Cancer: Everything You Should Know About Cancer and KOL #1 Dr. Anne Marie Tjønneland
The term Cancer refers to a group of genetic conditions in which abnormal cells divide and multiply uncontrollably, infiltrating and damaging healthy tissues.
Cancer is a condition statistically growing; according to data from 2015 to 2017, around 39.5% of men and women will receive a cancer diagnosis at some point. The International Agency for Research and Diagnosis of Cancer reports that cancer is one of the leading causes of death in the world; in 2018, there were 18.1 million new cases and 9.1 million deaths from cancer, and by 2040, it is estimated that the number of people with cancer will reach figures of 29.8 million per year and the number of deaths from this cause is estimated to be 164 million. Likewise, the information from the International Agency indicates that the highest incidence rates of this disease are in countries with the best standard of living and development. However, the opposite is true for some types of cancer, such as cervical cancer; the highest rates are present in countries with fewer prevention and diagnostic measures.

Advances in the diagnosis and treatment of cancer and efforts to increase resources for research have contributed to the decrease in mortality rates in some types of cancer, improving the quality of life of survivors and their follow-up.
This article generally describes cancer, from its definition to the different treatments.

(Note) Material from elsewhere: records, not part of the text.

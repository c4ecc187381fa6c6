//! Field resolution and output-shape extension.
//!
//! Both run exactly once per run, triggered by the first record. The results
//! are pure functions of the input shape and the configuration, so re-running
//! them on the same inputs always yields the same indices and layout.

use std::sync::Arc;

use crate::config::StageConfig;
use crate::error::ConfigError;
use crate::record::{FieldDef, Shape};

/// Positions of the three mandatory input fields within the run's shape.
#[derive(Debug, Clone, Copy, PartialEq, Eq)]
pub struct ResolvedFields {
    pub recipient: usize,
    pub sender: usize,
    pub message: usize,
}

/// Map the configured field names to positions in the input shape.
///
/// Checked in fixed order recipient → sender → message; the first name that
/// cannot be found fails the run before any record is dispatched.
pub fn resolve_fields(shape: &Shape, config: &StageConfig) -> Result<ResolvedFields, ConfigError> {
    let recipient =
        shape
            .index_of(&config.recipient_field)
            .ok_or_else(|| ConfigError::FieldNotFound {
                field: "recipient",
                name: config.recipient_field.clone(),
            })?;
    let sender = shape
        .index_of(&config.sender_field)
        .ok_or_else(|| ConfigError::FieldNotFound {
            field: "sender",
            name: config.sender_field.clone(),
        })?;
    let message = shape
        .index_of(&config.message_field)
        .ok_or_else(|| ConfigError::FieldNotFound {
            field: "message",
            name: config.message_field.clone(),
        })?;
    Ok(ResolvedFields {
        recipient,
        sender,
        message,
    })
}

/// The run's output layout: the extended shape plus the position of each
/// configured result field. Identical for every record in the run, including
/// the ones that error out.
#[derive(Debug, Clone)]
pub struct OutputLayout {
    pub shape: Arc<Shape>,
    pub status: Option<usize>,
    pub price: Option<usize>,
    pub error_code: Option<usize>,
    pub error_message: Option<usize>,
}

/// Append the configured result fields to the input shape, in fixed order
/// status, price, error-code, error-message. Unconfigured fields are skipped
/// and leave no hole.
pub fn extend_shape(input: &Shape, config: &StageConfig) -> OutputLayout {
    let mut extra = Vec::new();
    let mut next = input.len();
    let mut slot = |def: FieldDef| {
        extra.push(def);
        let idx = next;
        next += 1;
        idx
    };

    let status = config.status_field().map(|n| slot(FieldDef::text(n)));
    let price = config.price_field().map(|n| slot(FieldDef::text(n)));
    let error_code = config.error_code_field().map(|n| slot(FieldDef::integer(n)));
    let error_message = config.error_message_field().map(|n| slot(FieldDef::text(n)));

    OutputLayout {
        shape: Arc::new(input.with_appended(extra)),
        status,
        price,
        error_code,
        error_message,
    }
}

What Is the ICD 10 Code for Cancer?
The ICD / ICD 10 code for Cancer is "C80.1" (Malignant (primary) neoplasm, unspecified).

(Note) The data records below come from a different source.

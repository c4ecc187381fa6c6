//! The SMS stage core.
//!
//! One record at a time flows through:
//! 1. `schema` — first record only: resolve configured field names to
//!    positions and extend the shape with the configured result fields
//! 2. `processor` — validate values and credentials, call the provider
//! 3. `router` — tag the outcome and emit to exactly one downstream sink
//!
//! Only field resolution and destination resolution are fatal. Every
//! per-record failure is routed to the failure channel and the run continues.

pub mod processor;
pub mod router;
pub mod schema;
pub mod types;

Cancer: Definition of Cancer
In cancer, there is an increase in the number of abnormal cells in the affected tissue; these cells grow uncontrollably. The protein expression commanded by genes in the nucleus regulates cell formation. When this control is lost, there is no normal cell cycle in which others replace the cells that have already fulfilled their function, but rather an abnormal growth of cells with exaggerated longevity, giving rise to abnormal tissues seeded with cancer cells. Thus, these cells that grow abnormally and disorderly accumulate and give rise to tumors. These cells can migrate to other organs and affect them, leading to what is known as metastasis.
Tumors can be benign or malignant, and both types have essential differences. In the case of benign tumors, although some of them, due to their large size, can affect the functioning of the organ, once removed, the organ can recover its function. Brain tumors can be benign, but their location affects organ function and can be life-threatening. While malignant tumors generally affect organ function, despite being removed, other treatments are required to establish control of the disease.
What Is the ICD 10 Code for Cancer?
The ICD / ICD 10 code for Cancer is "C80.1" (Malignant (primary) neoplasm, unspecified).
Cancer: The Genetics of Cancer, Why Does It Occur?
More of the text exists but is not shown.